What Is Transmittance?
Transmittance (T) is the fraction of incident light that passes through a sample without being absorbed. If you shine a beam of light with intensity I₀ into a cuvette and measure intensity I coming out the other side, then:
T = I / I₀
T ranges from 0 (all light absorbed) to 1 (no light absorbed)
Percent transmittance (%T) is simply T multiplied by 100. A solution that transmits half the light has T = 0.50 or %T = 50%.
Absorbance and Transmittance: The Equations
Absorbance (A) and transmittance (T) are related logarithmically. This is why absorbance is sometimes called “optical density” — it expresses the same information on a logarithmic scale.

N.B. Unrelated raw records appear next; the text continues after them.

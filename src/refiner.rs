// ==============================================================================
// refiner.rs - Morphological Track Refinement
// ==============================================================================
// Description: Closing plus short-region filtering over a raw consensus track
// Author: Matt Barham
// Created: 2026-09-30
// Modified: 2026-10-10
// Version: 1.0.0
// ==============================================================================

use serde::Serialize;
use tracing::debug;

use crate::models::{ConsensusTrack, DisorderState, Region};
use crate::morphology;

/// Final track and the regions derived from it
#[derive(Debug, Clone, PartialEq, Eq, Serialize)]
pub struct RefinedTrack {
    pub track: ConsensusTrack,
    pub regions: Vec<Region>,
}

/// Closing with radius `r`, then removal of regions shorter than `m`
#[derive(Debug, Clone, Copy, PartialEq, Eq)]
pub struct Refiner {
    radius: usize,
    min_region_length: usize,
}

impl Refiner {
    pub fn new(radius: usize, min_region_length: usize) -> Self {
        Self { radius, min_region_length }
    }

    pub fn radius(&self) -> usize {
        self.radius
    }

    pub fn min_region_length(&self) -> usize {
        self.min_region_length
    }

    /// Smooth a raw track and drop short regions
    ///
    /// # Arguments
    /// * `raw` - Track produced by the voter
    ///
    /// # Returns
    /// * `RefinedTrack` - Final track and its regions (each at least `m` long)
    pub fn refine(&self, raw: &ConsensusTrack) -> RefinedTrack {
        let closed = morphology::close(raw, self.radius);
        let track = filter_short_regions(&closed, self.min_region_length);
        let regions = track.regions();

        debug!(
            "Refined track (r={}, m={}): {} -> {} disordered residues, {} regions",
            self.radius,
            self.min_region_length,
            raw.disordered_count(),
            track.disordered_count(),
            regions.len()
        );

        RefinedTrack { track, regions }
    }
}

/// Revert every region shorter than `min_length` to ordered
pub fn filter_short_regions(track: &ConsensusTrack, min_length: usize) -> ConsensusTrack {
    let mut states = track.states().to_vec();

    for region in track.regions() {
        if region.len() < min_length {
            // Regions are 1-based inclusive
            for state in &mut states[region.start - 1..region.end] {
                *state = DisorderState::Ordered;
            }
        }
    }

    ConsensusTrack::new(states)
}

Transmittance to Absorbance
A = −log₁₀(T)
Absorbance to Transmittance
T = 10−A
Because of the negative logarithm, the relationship is non-linear: doubling the concentration doubles A, but it does not halve %T. This is why scientists prefer working with absorbance for quantitative analysis — it gives a direct, linear relationship with concentration via the Beer-Lambert law.

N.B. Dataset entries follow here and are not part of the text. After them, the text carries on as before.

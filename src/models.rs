// ==============================================================================
// models.rs - Consensus Data Models
// ==============================================================================
// Description: Per-residue predictor calls, prediction matrix, tracks, regions
// Author: Matt Barham
// Created: 2026-09-28
// Modified: 2026-10-12
// Version: 1.1.0
// ==============================================================================

use serde::{Deserialize, Serialize};
use std::collections::HashSet;
use std::fmt;
use thiserror::Error;

/// Maximum number of predictor columns in a single matrix
pub const MAX_PREDICTORS: usize = 8;

/// Disorder predictors combined by the consensus
#[derive(Debug, Clone, Copy, PartialEq, Eq, Hash, PartialOrd, Ord, Serialize, Deserialize)]
pub enum Predictor {
    /// IUPred, long disorder mode
    #[serde(rename = "iupl")]
    IupredLong,
    /// IUPred, short disorder mode
    #[serde(rename = "iups")]
    IupredShort,
    /// ESpritz trained on DisProt
    #[serde(rename = "espD")]
    EspritzDisprot,
    /// ESpritz trained on NMR structures
    #[serde(rename = "espN")]
    EspritzNmr,
    /// ESpritz trained on X-ray structures
    #[serde(rename = "espX")]
    EspritzXray,
    /// GlobPlot
    #[serde(rename = "glo")]
    GlobPlot,
    /// DisEMBL, REMARK-465 definition
    #[serde(rename = "dis465")]
    Disembl465,
    /// DisEMBL, hot-loops definition
    #[serde(rename = "disHL")]
    DisemblHotLoops,
}

impl Predictor {
    /// The full MobiDB-lite predictor set, in canonical column order
    pub const ALL: [Predictor; MAX_PREDICTORS] = [
        Predictor::IupredLong,
        Predictor::IupredShort,
        Predictor::EspritzDisprot,
        Predictor::EspritzNmr,
        Predictor::EspritzXray,
        Predictor::GlobPlot,
        Predictor::Disembl465,
        Predictor::DisemblHotLoops,
    ];

    pub fn as_str(&self) -> &'static str {
        match self {
            Predictor::IupredLong => "iupl",
            Predictor::IupredShort => "iups",
            Predictor::EspritzDisprot => "espD",
            Predictor::EspritzNmr => "espN",
            Predictor::EspritzXray => "espX",
            Predictor::GlobPlot => "glo",
            Predictor::Disembl465 => "dis465",
            Predictor::DisemblHotLoops => "disHL",
        }
    }
}

impl fmt::Display for Predictor {
    fn fmt(&self, f: &mut fmt::Formatter<'_>) -> fmt::Result {
        f.write_str(self.as_str())
    }
}

/// Group of predictors sharing one agreement threshold
#[derive(Debug, Clone, Copy, PartialEq, Eq, Hash, PartialOrd, Ord, Serialize, Deserialize)]
#[serde(rename_all = "snake_case")]
pub enum PredictorGroup {
    /// Full Voter + Refiner consensus (5 of 8 by default)
    MobidbLite,
    /// Unsmoothed simple majority
    Majority,
}

impl PredictorGroup {
    pub const ALL: [PredictorGroup; 2] = [PredictorGroup::MobidbLite, PredictorGroup::Majority];

    pub fn as_str(&self) -> &'static str {
        match self {
            PredictorGroup::MobidbLite => "mobidb_lite",
            PredictorGroup::Majority => "majority",
        }
    }
}

/// Binary per-residue disorder state
#[derive(Debug, Clone, Copy, PartialEq, Eq, Hash, Default, Serialize, Deserialize)]
#[serde(rename_all = "lowercase")]
pub enum DisorderState {
    #[default]
    Ordered,
    Disordered,
}

impl DisorderState {
    pub fn is_disordered(&self) -> bool {
        matches!(self, DisorderState::Disordered)
    }
}

impl From<bool> for DisorderState {
    fn from(disordered: bool) -> Self {
        if disordered {
            DisorderState::Disordered
        } else {
            DisorderState::Ordered
        }
    }
}

/// One predictor's verdict at one residue
#[derive(Debug, Clone, Copy, PartialEq, Serialize, Deserialize)]
pub struct ResidueCall {
    pub disordered: bool,
    /// Raw predictor score, when the predictor reports one
    #[serde(skip_serializing_if = "Option::is_none")]
    pub score: Option<f64>,
}

impl ResidueCall {
    pub fn disordered() -> Self {
        Self { disordered: true, score: None }
    }

    pub fn ordered() -> Self {
        Self { disordered: false, score: None }
    }

    pub fn with_score(mut self, score: f64) -> Self {
        self.score = Some(score);
        self
    }
}

/// One predictor's aligned calls over the whole sequence (None = abstained)
#[derive(Debug, Clone, PartialEq)]
pub struct PredictorColumn {
    pub predictor: Predictor,
    pub calls: Vec<Option<ResidueCall>>,
}

impl PredictorColumn {
    pub fn new(predictor: Predictor, calls: Vec<Option<ResidueCall>>) -> Self {
        Self { predictor, calls }
    }

    /// Build a column with a call at every residue
    pub fn from_states(predictor: Predictor, states: &[bool]) -> Self {
        Self {
            predictor,
            calls: states
                .iter()
                .map(|&d| Some(ResidueCall { disordered: d, score: None }))
                .collect(),
        }
    }
}

/// Errors raised while validating a prediction matrix
#[derive(Error, Debug, Clone, PartialEq)]
pub enum InputError {
    #[error("Prediction matrix has no predictor columns")]
    EmptyMatrix,

    #[error("Too many predictor columns: {found} (max: 8)")]
    TooManyPredictors { found: usize },

    #[error("Predictor '{0}' appears more than once")]
    DuplicatePredictor(Predictor),

    #[error("Column '{predictor}' has {found} calls, expected {expected} (sequence length)")]
    ColumnLengthMismatch {
        predictor: Predictor,
        expected: usize,
        found: usize,
    },

    #[error("Non-binary call from '{predictor}' at residue {position}: {value}")]
    NonBinaryCall {
        predictor: Predictor,
        position: usize,
        value: String,
    },

    #[error("Non-finite score from '{predictor}' at residue {position}")]
    NonFiniteScore { predictor: Predictor, position: usize },
}

/// L x N table of per-residue calls for one protein
#[derive(Debug, Clone, PartialEq)]
pub struct PredictionMatrix {
    length: usize,
    columns: Vec<PredictorColumn>,
}

impl PredictionMatrix {
    /// Validate columns against the sequence length
    ///
    /// # Arguments
    /// * `length` - Protein sequence length (L)
    /// * `columns` - One column per active predictor (N <= 8)
    ///
    /// # Returns
    /// * `Ok(PredictionMatrix)` - Every column has exactly L calls
    /// * `Err(InputError)` - Empty, oversized, duplicated or misaligned input
    pub fn new(length: usize, columns: Vec<PredictorColumn>) -> Result<Self, InputError> {
        if columns.is_empty() {
            return Err(InputError::EmptyMatrix);
        }
        if columns.len() > MAX_PREDICTORS {
            return Err(InputError::TooManyPredictors { found: columns.len() });
        }

        let mut seen = HashSet::new();
        for column in &columns {
            if !seen.insert(column.predictor) {
                return Err(InputError::DuplicatePredictor(column.predictor));
            }
            if column.calls.len() != length {
                return Err(InputError::ColumnLengthMismatch {
                    predictor: column.predictor,
                    expected: length,
                    found: column.calls.len(),
                });
            }
            for (idx, call) in column.calls.iter().enumerate() {
                if let Some(score) = call.and_then(|c| c.score) {
                    if !score.is_finite() {
                        return Err(InputError::NonFiniteScore {
                            predictor: column.predictor,
                            position: idx + 1,
                        });
                    }
                }
            }
        }

        Ok(Self { length, columns })
    }

    /// Sequence length (L)
    pub fn len(&self) -> usize {
        self.length
    }

    pub fn is_empty(&self) -> bool {
        self.length == 0
    }

    /// Active predictor count (N)
    pub fn predictor_count(&self) -> usize {
        self.columns.len()
    }

    pub fn predictors(&self) -> impl Iterator<Item = Predictor> + '_ {
        self.columns.iter().map(|c| c.predictor)
    }

    pub fn columns(&self) -> &[PredictorColumn] {
        &self.columns
    }

    /// Calls at a 0-based residue position, one per column
    pub fn residue(&self, position: usize) -> impl Iterator<Item = Option<&ResidueCall>> + '_ {
        self.columns.iter().map(move |c| c.calls[position].as_ref())
    }

    /// (disordered votes, calls present) at a 0-based position
    pub fn tally(&self, position: usize) -> ResidueVotes {
        let mut votes = ResidueVotes::default();
        for call in self.residue(position).flatten() {
            votes.called += 1;
            if call.disordered {
                votes.disordered += 1;
            }
        }
        votes
    }
}

/// Vote tally at one residue
#[derive(Debug, Clone, Copy, Default, PartialEq, Eq, Serialize, Deserialize)]
pub struct ResidueVotes {
    /// Predictors calling the residue disordered (v)
    pub disordered: usize,
    /// Predictors that produced a call (n)
    pub called: usize,
}

impl ResidueVotes {
    /// v / n, or None when every predictor abstained
    pub fn fraction(&self) -> Option<f64> {
        if self.called == 0 {
            None
        } else {
            Some(self.disordered as f64 / self.called as f64)
        }
    }
}

/// Contiguous disordered stretch, 1-based inclusive
#[derive(Debug, Clone, Copy, PartialEq, Eq, PartialOrd, Ord, Hash, Serialize, Deserialize)]
pub struct Region {
    pub start: usize,
    pub end: usize,
}

impl Region {
    pub fn new(start: usize, end: usize) -> Self {
        Self { start, end }
    }

    pub fn len(&self) -> usize {
        self.end + 1 - self.start
    }

    pub fn is_empty(&self) -> bool {
        self.end < self.start
    }
}

/// Per-residue binary states for one protein (0-based)
#[derive(Debug, Clone, PartialEq, Eq, Default, Serialize, Deserialize)]
#[serde(transparent)]
pub struct ConsensusTrack {
    states: Vec<DisorderState>,
}

impl ConsensusTrack {
    pub fn new(states: Vec<DisorderState>) -> Self {
        Self { states }
    }

    pub fn all_ordered(length: usize) -> Self {
        Self { states: vec![DisorderState::Ordered; length] }
    }

    pub fn from_bools(states: &[bool]) -> Self {
        Self { states: states.iter().map(|&d| DisorderState::from(d)).collect() }
    }

    pub fn len(&self) -> usize {
        self.states.len()
    }

    pub fn is_empty(&self) -> bool {
        self.states.is_empty()
    }

    pub fn states(&self) -> &[DisorderState] {
        &self.states
    }

    pub fn is_disordered(&self, position: usize) -> bool {
        self.states[position].is_disordered()
    }

    pub fn disordered_count(&self) -> usize {
        self.states.iter().filter(|s| s.is_disordered()).count()
    }

    /// Maximal disordered runs, sorted by start, 1-based inclusive
    pub fn regions(&self) -> Vec<Region> {
        let mut regions = Vec::new();
        let mut open: Option<usize> = None;

        for (idx, state) in self.states.iter().enumerate() {
            match (state.is_disordered(), open) {
                (true, None) => open = Some(idx),
                (false, Some(start)) => {
                    regions.push(Region::new(start + 1, idx));
                    open = None;
                }
                _ => {}
            }
        }
        if let Some(start) = open {
            regions.push(Region::new(start + 1, self.states.len()));
        }

        regions
    }

    pub fn into_states(self) -> Vec<DisorderState> {
        self.states
    }
}

#[cfg(test)]
mod tests {
    use super::*;

    fn track(pattern: &str) -> ConsensusTrack {
        ConsensusTrack::new(
            pattern
                .chars()
                .map(|c| DisorderState::from(c == 'D'))
                .collect(),
        )
    }

    #[test]
    fn test_regions_are_one_based_inclusive() {
        let t = track("..DDD...DD");
        assert_eq!(t.regions(), vec![Region::new(3, 5), Region::new(9, 10)]);
        assert_eq!(t.disordered_count(), 5);
    }

    #[test]
    fn test_regions_edge_cases() {
        assert!(track("").regions().is_empty());
        assert!(track("....").regions().is_empty());
        assert_eq!(track("DDDD").regions(), vec![Region::new(1, 4)]);
        assert_eq!(track("D..D").regions(), vec![Region::new(1, 1), Region::new(4, 4)]);
    }

    #[test]
    fn test_region_len() {
        assert_eq!(Region::new(6, 15).len(), 10);
        assert_eq!(Region::new(1, 1).len(), 1);
    }

    #[test]
    fn test_matrix_rejects_mismatched_columns() {
        let columns = vec![
            PredictorColumn::from_states(Predictor::IupredLong, &[true, false, true]),
            PredictorColumn::from_states(Predictor::GlobPlot, &[true, false]),
        ];

        let result = PredictionMatrix::new(3, columns);
        assert!(matches!(
            result,
            Err(InputError::ColumnLengthMismatch {
                predictor: Predictor::GlobPlot,
                expected: 3,
                found: 2
            })
        ));
    }

    #[test]
    fn test_matrix_rejects_empty_and_duplicates() {
        assert_eq!(PredictionMatrix::new(5, vec![]), Err(InputError::EmptyMatrix));

        let columns = vec![
            PredictorColumn::from_states(Predictor::IupredLong, &[true]),
            PredictorColumn::from_states(Predictor::IupredLong, &[false]),
        ];
        assert_eq!(
            PredictionMatrix::new(1, columns),
            Err(InputError::DuplicatePredictor(Predictor::IupredLong))
        );
    }

    #[test]
    fn test_matrix_rejects_non_finite_score() {
        let mut column = PredictorColumn::from_states(Predictor::EspritzNmr, &[false, false]);
        column.calls[1] = Some(ResidueCall::ordered().with_score(f64::NAN));

        assert_eq!(
            PredictionMatrix::new(2, vec![column]),
            Err(InputError::NonFiniteScore { predictor: Predictor::EspritzNmr, position: 2 })
        );
    }

    #[test]
    fn test_tally_excludes_abstentions() {
        let columns = vec![
            PredictorColumn::new(Predictor::IupredLong, vec![Some(ResidueCall::disordered())]),
            PredictorColumn::new(Predictor::IupredShort, vec![None]),
            PredictorColumn::new(Predictor::GlobPlot, vec![Some(ResidueCall::ordered())]),
        ];
        let matrix = PredictionMatrix::new(1, columns).unwrap();

        let votes = matrix.tally(0);
        assert_eq!(votes, ResidueVotes { disordered: 1, called: 2 });
        assert_eq!(votes.fraction(), Some(0.5));
        assert_eq!(ResidueVotes::default().fraction(), None);
    }

    #[test]
    fn test_predictor_names_round_trip_through_serde() {
        for predictor in Predictor::ALL {
            let json = serde_json::to_string(&predictor).unwrap();
            assert_eq!(json, format!("\"{}\"", predictor.as_str()));
        }
        assert_eq!(
            serde_json::to_string(&PredictorGroup::MobidbLite).unwrap(),
            "\"mobidb_lite\""
        );
    }
}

Why Use Absorbance Instead of Transmittance?
Linearity with concentration
A = εlc is linear. A plot of A vs. c gives a straight line through the origin. A plot of %T vs. c gives an exponential decay curve that is much harder to work with.
Additive for mixtures
Absorbances of individual components in a mixture add together: Aₜₒₜₐₗ = A₁ + A₂ + … Transmittances multiply (Tₜₒₜₐₗ = T₁ × T₂), which is less intuitive for quantitative work.
Direct proportionality to path length
Doubling the cuvette length doubles A. The same change compresses %T toward zero non-linearly, making it harder to compare across different setups.

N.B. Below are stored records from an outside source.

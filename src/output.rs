// ==============================================================================
// output.rs - Consensus Result Output
// ==============================================================================
// Description: Serializes per-protein consensus results as JSON lines
// Author: Matt Barham
// Created: 2026-10-04
// Modified: 2026-10-14
// Version: 1.1.0
// ==============================================================================
// Text formats (InterPro TSV, MobiDB, ...) are rendered downstream from these
// records; this module only carries the consensus values.
// ==============================================================================

use anyhow::{Context, Result};
use chrono::{DateTime, Utc};
use flate2::write::GzEncoder;
use flate2::Compression;
use serde::{Deserialize, Serialize};
use std::fs::File;
use std::io::{BufWriter, Write};
use std::path::Path;
use tracing::info;
use uuid::Uuid;

use crate::models::{DisorderState, Region};
use crate::pipeline::ConsensusResult;
use crate::voter::Diagnostic;

/// Consensus output for one protein
#[derive(Debug, Clone, PartialEq, Serialize, Deserialize)]
pub struct ProteinConsensus {
    pub accession: String,
    pub length: usize,
    /// Disordered regions, 1-based inclusive
    pub regions: Vec<Region>,
    pub content_count: usize,
    pub content_fraction: f64,
    /// Final per-residue states
    pub states: Vec<DisorderState>,
    /// Raw per-residue agreement, present when majority consensus was requested
    #[serde(default, skip_serializing_if = "Option::is_none")]
    pub agreement: Option<Vec<Option<f64>>>,
    #[serde(default, skip_serializing_if = "Vec::is_empty")]
    pub diagnostics: Vec<Diagnostic>,
}

impl ProteinConsensus {
    pub fn new(accession: impl Into<String>, result: ConsensusResult) -> Self {
        Self {
            accession: accession.into(),
            length: result.track.len(),
            regions: result.regions,
            content_count: result.content_count,
            content_fraction: result.content_fraction,
            agreement: result.majority.map(|m| m.fractions()),
            states: result.track.into_states(),
            diagnostics: result.diagnostics,
        }
    }
}

/// Per-run counters, logged when the run finishes
#[derive(Debug, Clone, PartialEq, Serialize, Deserialize)]
pub struct RunSummary {
    pub run_id: Uuid,
    pub started_at: DateTime<Utc>,
    pub finished_at: Option<DateTime<Utc>>,
    /// Proteins read from the input
    pub input_count: usize,
    /// Proteins with a consensus written out
    pub output_count: usize,
    /// Proteins skipped (no predictions, or too few predictors)
    pub skipped_count: usize,
}

impl RunSummary {
    pub fn start() -> Self {
        Self {
            run_id: Uuid::new_v4(),
            started_at: Utc::now(),
            finished_at: None,
            input_count: 0,
            output_count: 0,
            skipped_count: 0,
        }
    }

    pub fn finish(&mut self) {
        self.finished_at = Some(Utc::now());
        info!(
            "Run {} complete. Input seqs: {} Output count: {} Skipped: {}",
            self.run_id, self.input_count, self.output_count, self.skipped_count
        );
    }
}

enum Sink {
    Plain(BufWriter<Box<dyn Write + Send>>),
    Gzip(GzEncoder<BufWriter<File>>),
}

impl Sink {
    fn writer(&mut self) -> &mut dyn Write {
        match self {
            Sink::Plain(w) => w,
            Sink::Gzip(w) => w,
        }
    }
}

/// JSON-lines writer (stdout, plain file, or gzip when the path ends in .gz)
pub struct OutputWriter {
    sink: Sink,
    written: usize,
}

impl OutputWriter {
    /// Open `path`, or stdout when `path` is None
    pub fn create(path: Option<&Path>) -> Result<Self> {
        let sink = match path {
            None => Self::boxed(Box::new(std::io::stdout())),
            Some(p) => {
                let file = File::create(p)
                    .with_context(|| format!("Failed to create output file {:?}", p))?;
                if p.extension().is_some_and(|ext| ext == "gz") {
                    info!("Writing gzip-compressed output: {:?}", p);
                    Sink::Gzip(GzEncoder::new(BufWriter::new(file), Compression::default()))
                } else {
                    info!("Writing output: {:?}", p);
                    Self::boxed(Box::new(file))
                }
            }
        };

        Ok(Self { sink, written: 0 })
    }

    /// Write into any sink (uncompressed)
    pub fn from_writer(inner: Box<dyn Write + Send>) -> Self {
        Self { sink: Self::boxed(inner), written: 0 }
    }

    fn boxed(inner: Box<dyn Write + Send>) -> Sink {
        Sink::Plain(BufWriter::new(inner))
    }

    /// Append one protein as a single JSON line
    pub fn write(&mut self, record: &ProteinConsensus) -> Result<()> {
        let out = self.sink.writer();
        serde_json::to_writer(&mut *out, record)
            .with_context(|| format!("Failed to serialize consensus for {}", record.accession))?;
        out.write_all(b"\n")?;
        self.written += 1;
        Ok(())
    }

    pub fn written(&self) -> usize {
        self.written
    }

    /// Flush buffered output and close the gzip stream
    pub fn finish(self) -> Result<usize> {
        match self.sink {
            Sink::Plain(mut w) => w.flush().context("Failed to flush consensus output")?,
            Sink::Gzip(w) => {
                w.finish()
                    .context("Failed to finish gzip output")?
                    .flush()
                    .context("Failed to flush consensus output")?;
            }
        }
        Ok(self.written)
    }
}

#[cfg(test)]
mod tests {
    use super::*;
    use crate::models::{PredictionMatrix, Predictor, PredictorColumn};
    use crate::pipeline::ConsensusPipeline;
    use crate::config::ConsensusSettings;
    use flate2::read::GzDecoder;
    use std::io::Read;

    fn sample_result(majority: bool) -> ConsensusResult {
        let states: Vec<bool> = (0..20).map(|i| (5..=14).contains(&i)).collect();
        let columns = Predictor::ALL
            .iter()
            .map(|&p| PredictorColumn::from_states(p, &states))
            .collect();
        let matrix = PredictionMatrix::new(20, columns).unwrap();

        let settings = ConsensusSettings { radius: 1, min_region_length: 8, majority, ..Default::default() };
        ConsensusPipeline::from_settings(&settings).unwrap().run(&matrix).unwrap()
    }

    #[test]
    fn test_protein_consensus_from_result() {
        let record = ProteinConsensus::new("P1", sample_result(true));

        assert_eq!(record.length, 20);
        assert_eq!(record.regions, vec![Region::new(6, 15)]);
        assert_eq!(record.content_count, 10);
        assert_eq!(record.states[5], DisorderState::Disordered);
        assert_eq!(record.agreement.as_ref().unwrap()[0], Some(0.0));
    }

    #[test]
    fn test_json_line_shape() {
        let record = ProteinConsensus::new("P1", sample_result(false));
        let json: serde_json::Value = serde_json::to_value(&record).unwrap();

        assert_eq!(json["regions"][0]["start"], 6);
        assert_eq!(json["regions"][0]["end"], 15);
        assert_eq!(json["states"][0], "ordered");
        // Optional sections are omitted when empty
        assert!(json.get("agreement").is_none());
        assert!(json.get("diagnostics").is_none());
    }

    #[test]
    fn test_gzip_output() {
        let file = tempfile::Builder::new().suffix(".jsonl.gz").tempfile().unwrap();

        let mut writer = OutputWriter::create(Some(file.path())).unwrap();
        writer.write(&ProteinConsensus::new("P1", sample_result(false))).unwrap();
        writer.write(&ProteinConsensus::new("P2", sample_result(false))).unwrap();
        assert_eq!(writer.finish().unwrap(), 2);

        let mut text = String::new();
        GzDecoder::new(File::open(file.path()).unwrap())
            .read_to_string(&mut text)
            .unwrap();

        let lines: Vec<ProteinConsensus> = text
            .lines()
            .map(|l| serde_json::from_str(l).unwrap())
            .collect();
        assert_eq!(lines.len(), 2);
        assert_eq!(lines[1].accession, "P2");
    }

    #[test]
    fn test_run_summary_finish() {
        let mut summary = RunSummary::start();
        summary.input_count = 3;
        summary.output_count = 2;
        summary.skipped_count = 1;
        summary.finish();

        assert!(summary.finished_at.unwrap() >= summary.started_at);
    }
}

Transmittance-Absorbance Reference Table
Memorize the first few rows — they come up constantly in exams and lab work.
| %T | A | What It Means |
|---|---|---|
| 100% | 0 | No absorption - blank/reference |
| 50% | 0.301 | Half the light absorbed |
| 25% | 0.602 | 75% of light absorbed |
| 10% | 1.000 | 90% absorbed - common upper limit for reliable readings |
| 1% | 2.000 | 99% absorbed - stray light becomes significant |
| 0.1% | 3.000 | 99.9% absorbed - beyond most instruments |
Quick Converter
Practical Tips for Lab Work
Reliable range
Most UV-Vis instruments give accurate results when A is between 0.1 and 1.0 (10–80% T). Outside this range, detector noise or stray light introduces error.
Dilute high-absorbance samples
If A > 1.0, dilute the sample and multiply the measured concentration by the dilution factor. A reading of A = 2.0 means only 1% of light reaches the detector.
Blank your instrument
Always set %T = 100 (A = 0) with a cuvette containing only the solvent. This zeros out absorbance from the cuvette walls and solvent itself.
%T is on your spectrophotometer
Many instruments display both %T and A. Older instruments may only show %T. You can always convert: A = −log₁₀(T/100) = 2 − log₁₀(%T).